On that grim Sunday evening back in 2002—a Sunday evening that in all other respects was undoubtedly identical to every other Sunday night I'd go on to have that year, with its sandwiches and baths and low lying, but very potent, dread—something changed. Mark Goodier, the then presenter of Radio 1's chart rundown, and his dulcet tones filled the room. Goodier introduced a record that, in a roundabout way at least, changed my life forever. That record was "Crying at the Discotheque" by Alcazar.
And while I no longer find myself holed up in a bedroom listening to the radio with a perverse intensity that errs on the unhealthy, I can proudly say that I've listened to the Swedish group's single at least once a week ever since. But this isn't about me and my penchant for the kind of glitzy chintz you might hear while puking up seven VKs and an ill-advised pre-club curry in Plymouth's Oceana. This is about how disco—that mistreated and misunderstood genre—will always be a force to be reckoned with. Even—and perhaps especially—the bottom of the barrel stuff.
What you 100% don't need at this juncture is another white, heterosexual writer telling you about how disco (and a decade later, house) was minority music co-opted by majority groups for financial gain. So I won't do that. Instead, I want to situate "Crying at the Discotheque" in a lineage that stretches from pretty much every song on this list to that limply feel-good Justin Timberlake song from this summer. These are disco records that have seemingly nothing in common with what we think of as Good Disco. Good Disco stretches from the social-injustice stomp of "There But For The Grace Of God Go I" by Machine, to the simmering sexuality of Dennis Parker's "Like an Eagle," or the mindful melody of a "Dance, Dance, Dance (Yowsah, Yowsah, Yowsah)" or "Le Freak" by Chic. Good Disco is the kind of disco that even diehard rockists are allowed to praise. What I'm writing about here is resolutely not Good Disco.
"Crying at the Discotheque" is a gloriously silly, campy, bit of 4/4 froth that doesn't so much sample "Spacer" by Sheila as squat in its living room for three minutes and 50 seconds, smoking its fags and drinking its cava.
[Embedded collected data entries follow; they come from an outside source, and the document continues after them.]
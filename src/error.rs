//! Error type shared by the layout services.
//!
//! Only caller bugs surface here. Bad event data is clamped or dropped and
//! reported as a [`crate::models::layout::Diagnostic`] instead.

use chrono::NaiveDate;
use thiserror::Error;

use crate::models::event::{EventCategory, EventId};

#[derive(Debug, Clone, PartialEq, Eq, Error)]
pub enum LayoutError {
    #[error("a week needs exactly 7 consecutive days: {0}")]
    InvalidWeek(String),

    #[error("invalid layout settings: {0}")]
    InvalidSettings(String),

    #[error("{year}-{month:02} is not a valid month")]
    InvalidMonth { year: i32, month: u32 },

    #[error("day-of-week column {0} is outside 0..=6")]
    ColumnOutOfRange(usize),

    #[error("track reconciler contract violated on {date}: {reason}")]
    ReconcileContract { date: NaiveDate, reason: String },

    #[error("event {event_id} placed in the {found:?} lane on {date}, classified as {expected:?}")]
    LaneMismatch {
        date: NaiveDate,
        event_id: EventId,
        expected: EventCategory,
        found: EventCategory,
    },
}
//! TOML-backed persistence for [`LayoutSettings`].

use std::fs;
use std::path::{Path, PathBuf};

use anyhow::{anyhow, Context, Result};
use directories::ProjectDirs;

use crate::models::settings::LayoutSettings;

const SETTINGS_FILE: &str = "layout.toml";

pub struct SettingsStore {
    path: PathBuf,
}

impl SettingsStore {
    pub fn new(path: impl Into<PathBuf>) -> Self {
        Self { path: path.into() }
    }

    /// Store in the platform config directory, if one can be determined.
    pub fn default_location() -> Option<Self> {
        ProjectDirs::from("com", "Ken24T", "CalendarGridLayout")
            .map(|dirs| Self::new(dirs.config_dir().join(SETTINGS_FILE)))
    }

    pub fn path(&self) -> &Path {
        &self.path
    }

    /// Load settings; a missing file yields defaults.
    pub fn load(&self) -> Result<LayoutSettings> {
        if !self.path.exists() {
            log::debug!("No settings at {}, using defaults", self.path.display());
            return Ok(LayoutSettings::default());
        }

        let data = fs::read_to_string(&self.path)
            .with_context(|| format!("failed to read settings from {}", self.path.display()))?;
        let settings: LayoutSettings = toml::from_str(&data)
            .with_context(|| format!("failed to parse settings in {}", self.path.display()))?;

        settings
            .validate()
            .map_err(|e| anyhow!("Invalid settings in {}: {}", self.path.display(), e))?;

        Ok(settings)
    }

    pub fn save(&self, settings: &LayoutSettings) -> Result<()> {
        settings
            .validate()
            .map_err(|e| anyhow!("Invalid settings: {}", e))?;

        if let Some(parent) = self.path.parent() {
            fs::create_dir_all(parent)
                .with_context(|| format!("failed to create dir {}", parent.display()))?;
        }

        let data = toml::to_string_pretty(settings)?;
        fs::write(&self.path, data)
            .with_context(|| format!("failed to write settings to {}", self.path.display()))?;
        Ok(())
    }
}
//! JSON event input for callers that hand the engine a file instead of
//! in-memory [`Event`]s.
//!
//! Records are lenient: an unparseable start drops the record, an unparseable
//! or missing end produces a degraded event.

use std::fs;
use std::path::Path;

use anyhow::{Context, Result};
use chrono::{NaiveDate, NaiveDateTime};
use serde::Deserialize;

use crate::models::event::{Event, EventId};

const DATETIME_FORMATS: [&str; 4] = [
    "%Y-%m-%dT%H:%M:%S",
    "%Y-%m-%dT%H:%M",
    "%Y-%m-%d %H:%M:%S",
    "%Y-%m-%d %H:%M",
];

const UNTITLED: &str = "(untitled)";

#[derive(Debug, Clone, Deserialize)]
pub struct EventRecord {
    pub id: EventId,
    #[serde(default)]
    pub title: String,
    #[serde(default)]
    pub start: Option<String>,
    #[serde(default)]
    pub end: Option<String>,
    #[serde(default)]
    pub all_day: bool,
    #[serde(default)]
    pub category: Option<String>,
    #[serde(default)]
    pub color: Option<String>,
}

impl EventRecord {
    /// Convert to an [`Event`], or `None` when the start cannot be used.
    pub fn into_event(self) -> Option<Event> {
        let Some(start) = self.start.as_deref().and_then(parse_datetime) else {
            log::warn!("Event {} has no usable start ({:?}); dropped", self.id, self.start);
            return None;
        };

        let end = match self.end.as_deref().map(|value| (value, parse_datetime(value))) {
            Some((_, Some(end))) if end >= start => Some(end),
            Some((raw, Some(_))) => {
                log::warn!(
                    "Event {} ends ({}) before it starts; treating as degraded",
                    self.id,
                    raw
                );
                None
            }
            Some((raw, None)) => {
                log::warn!("Event {} has unparseable end {:?}", self.id, raw);
                None
            }
            None => None,
        };

        let title = if self.title.trim().is_empty() {
            UNTITLED.to_string()
        } else {
            self.title
        };

        Some(Event {
            id: self.id,
            title,
            start,
            end,
            all_day: self.all_day,
            category: self.category,
            color: self.color,
        })
    }
}

/// Parse an ISO-8601 local date-time, or a plain date as its midnight.
pub fn parse_datetime(value: &str) -> Option<NaiveDateTime> {
    let value = value.trim();

    DATETIME_FORMATS
        .iter()
        .find_map(|format| NaiveDateTime::parse_from_str(value, format).ok())
        .or_else(|| {
            NaiveDate::parse_from_str(value, "%Y-%m-%d")
                .ok()
                .and_then(|date| date.and_hms_opt(0, 0, 0))
        })
}

/// Parse a JSON array of event records.
pub fn parse_events(json: &str) -> Result<Vec<Event>> {
    let records: Vec<EventRecord> =
        serde_json::from_str(json).context("failed to parse event records")?;
    Ok(records.into_iter().filter_map(EventRecord::into_event).collect())
}

pub fn load_events(path: &Path) -> Result<Vec<Event>> {
    let data = fs::read_to_string(path)
        .with_context(|| format!("failed to read events from {}", path.display()))?;
    parse_events(&data).with_context(|| format!("in {}", path.display()))
}

#[cfg(test)]
mod tests {
    use super::*;
    use std::io::Write;
    use tempfile::NamedTempFile;
    use test_case::test_case;

    #[test_case("2025-01-15T09:30:00", 9, 30; "iso seconds")]
    #[test_case("2025-01-15T09:30", 9, 30; "iso minutes")]
    #[test_case("2025-01-15 18:05", 18, 5; "space separated")]
    #[test_case(" 2025-01-15 ", 0, 0; "plain date")]
    fn test_parse_datetime(value: &str, hour: u32, minute: u32) {
        let expected = NaiveDate::from_ymd_opt(2025, 1, 15)
            .unwrap()
            .and_hms_opt(hour, minute, 0)
            .unwrap();
        assert_eq!(parse_datetime(value), Some(expected));
    }

    #[test]
    fn test_parse_datetime_rejects_garbage() {
        assert_eq!(parse_datetime("next tuesday"), None);
    }

    #[test]
    fn test_parse_events_lenient() {
        let json = r#"[
            {"id": 1, "title": "Standup", "start": "2025-01-15T09:00", "end": "2025-01-15T09:15"},
            {"id": 2, "title": "Broken", "start": "soon"},
            {"id": 3, "title": "No end", "start": "2025-01-15T10:00"},
            {"id": 4, "title": "", "start": "2025-01-16", "end": "2025-01-17", "all_day": true},
            {"id": 5, "title": "Backwards", "start": "2025-01-15T10:00", "end": "2025-01-14T10:00"}
        ]"#;

        let events = parse_events(json).unwrap();
        let ids: Vec<_> = events.iter().map(|event| event.id).collect();
        assert_eq!(ids, vec![1, 3, 4, 5]);

        assert!(!events[0].is_degraded());
        assert!(events[1].is_degraded());
        assert_eq!(events[2].title, UNTITLED);
        assert!(events[2].all_day);
        assert!(!events[2].is_multi_day());
        assert!(events[3].is_degraded());
    }

    #[test]
    fn test_parse_events_invalid_json() {
        assert!(parse_events("{not json").is_err());
    }

    #[test]
    fn test_load_events_from_file() {
        let mut file = NamedTempFile::new().unwrap();
        write!(
            file,
            r#"[{{"id": 9, "title": "Trip", "start": "2025-01-15", "end": "2025-01-18"}}]"#
        )
        .unwrap();

        let events = load_events(file.path()).unwrap();
        assert_eq!(events.len(), 1);
        assert!(events[0].is_multi_day());
    }

    #[test]
    fn test_load_events_missing_file() {
        let err = load_events(Path::new("/definitely/not/here.json")).unwrap_err();
        assert!(err.to_string().contains("failed to read events"));
    }
}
In a way it's the aural equivalent of donning a sparkly pink wig and a pair of stacked heels—disco as nothing but a series of largely empty visual signifiers. And while there might be something slightly problematic about that—for the reasons very briefly outlined in the paragraph above—what can't be forgotten is that disco was a genre where even the tackiest, trashiest, most rancid and rotten bit of novelty cash-in crap is redeemed by its essential disco-ness. And it was Alcazar who taught me that, nearly 15 years ago.
Perhaps it's the overwhelming shininess of disco—all smoothed out strings trotting over glistening brass and incredibly cleanly vocals—that makes it such a permanently attractive proposition. It's music that sounds like the scene it spwaned. Look at photos from Studio 54 and imagine Bianca Jagger hopping up on that horse to any other kind of music. That high-end sheen, that lubricious lacquer that's splattered over the whole genre, turning, as it does, tinfoil to spun gold. I mean, OK, that can occasionally lead you into a situation where you become convinced that say, "Cuba" by the Gibson Brothers is actually good. Which it probably actually isn't.
Actually, "Cuba" is fucking sick. Sorry to doubt you, Gibsons!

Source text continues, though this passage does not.